The Work and Pensions select committee has questioned the regulator and the Arcadia group pension schemes about Sir Philip Green’s (pictured) proposal to halve the deficit contributions the company makes to its final salary plans.

According to Sky News, the retailer and its advisers have proposed that Arcadia reduces its yearly £50m contributions to its defined benefit pension schemes to approximately £25m, as part of a financial restructuring that will entail the closure of dozens of stores.

This comes a mere two years after a £363m deal was reached with Sir Philip to rescue the pensions of 19,000 former BHS workers.

In a letter to Nicola Parish, The Pensions Regulator executive director of frontline regulation, dated April 8, independent Labour MP and committee chairman Frank Field questioned the watchdog's approach to considering Sir Philip's proposal.
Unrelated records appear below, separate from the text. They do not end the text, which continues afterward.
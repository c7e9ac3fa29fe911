//! `secretstore bank-login` — print selected characters of a password.
//!
//! Some banks ask for, say, the 2nd, 5th and 7th character of a password.
//! The secret is searched for a `pw:` field and the characters at the
//! requested 1-based positions are printed, separated by spaces.

use regex::Regex;
use zeroize::Zeroizing;

use crate::cli::{open_session, Cli};
use crate::errors::{Result, SecretStoreError};

/// Execute the `bank-login` command.
pub fn execute(cli: &Cli, label: &str, positions: &[usize]) -> Result<()> {
    let session = open_session(cli)?;

    let text = Zeroizing::new(session.read(label)?.ok_or_else(|| {
        SecretStoreError::CommandFailed(format!("no secret labelled '{label}'"))
    })?);

    let picked = pick_characters(&text, positions)?;
    println!("{}", picked.as_str());

    Ok(())
}

/// Characters of the `pw:` field at `positions` (1-based), space-separated.
pub fn pick_characters(text: &str, positions: &[usize]) -> Result<Zeroizing<String>> {
    let pattern = Regex::new(r"(?i)pw:\s*([a-zA-Z0-9_-]+)")
        .map_err(|e| SecretStoreError::CommandFailed(format!("pattern: {e}")))?;

    let field = pattern
        .captures(text)
        .and_then(|caps| caps.get(1))
        .ok_or_else(|| SecretStoreError::CommandFailed("secret has no 'pw:' field".into()))?;
    let chars: Vec<char> = field.as_str().chars().collect();

    let mut picked = Zeroizing::new(String::new());
    for &position in positions {
        let Some(c) = position.checked_sub(1).and_then(|i| chars.get(i)) else {
            return Err(SecretStoreError::CommandFailed(format!(
                "position {position} is out of range 1..={}",
                chars.len()
            )));
        };
        if !picked.is_empty() {
            picked.push(' ');
        }
        picked.push(*c);
    }
    Ok(picked)
}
Mr Field also wrote to Margaret Hannell, the pensions manager at Arcadia, questioning her about the trustees’ involvement and her views on the new deficit contributions proposal.

The ailing retailer has two final salary plans with a combined deficit in 2018 of £537m on technical provisions, or £727m on a buy-out basis (the amount needed for an insurer to take on the liabilities), according to figures provided by Ms Hannell.

Mr Field said: "Sir Philip was dragged to a costly out-of-court settlement with TPR, no more than he should have paid to his loyal employees’ pension scheme in the first place, no thanks to him and little to TPR.

"Even before the latest scandal over his treatment of colleagues and employees Sir Philip had proven himself no knight of British retail - quite the opposite.

"Does he really think he’s going to get away with his old tricks again? Run the business down, pocket whatever cash is left, stiff the pensioners and sail off on the Lionheart leaving employees, pension schemes and his long-suffering creditors in the lurch? Not if we have anything to do with it."

Sir Philip’s former retailer BHS went into administration in April 2016, leading to an investigation by TPR after workers’ pension funds were found to be at risk.

An independent pension scheme for 19,000 former BHS workers was set up after a £363m settlement was reached with Sir Philip.

The new scheme would pay members the same starting pension that they were originally promised by BHS, with greater ongoing benefits than they would have received from the Pension Protection Fund.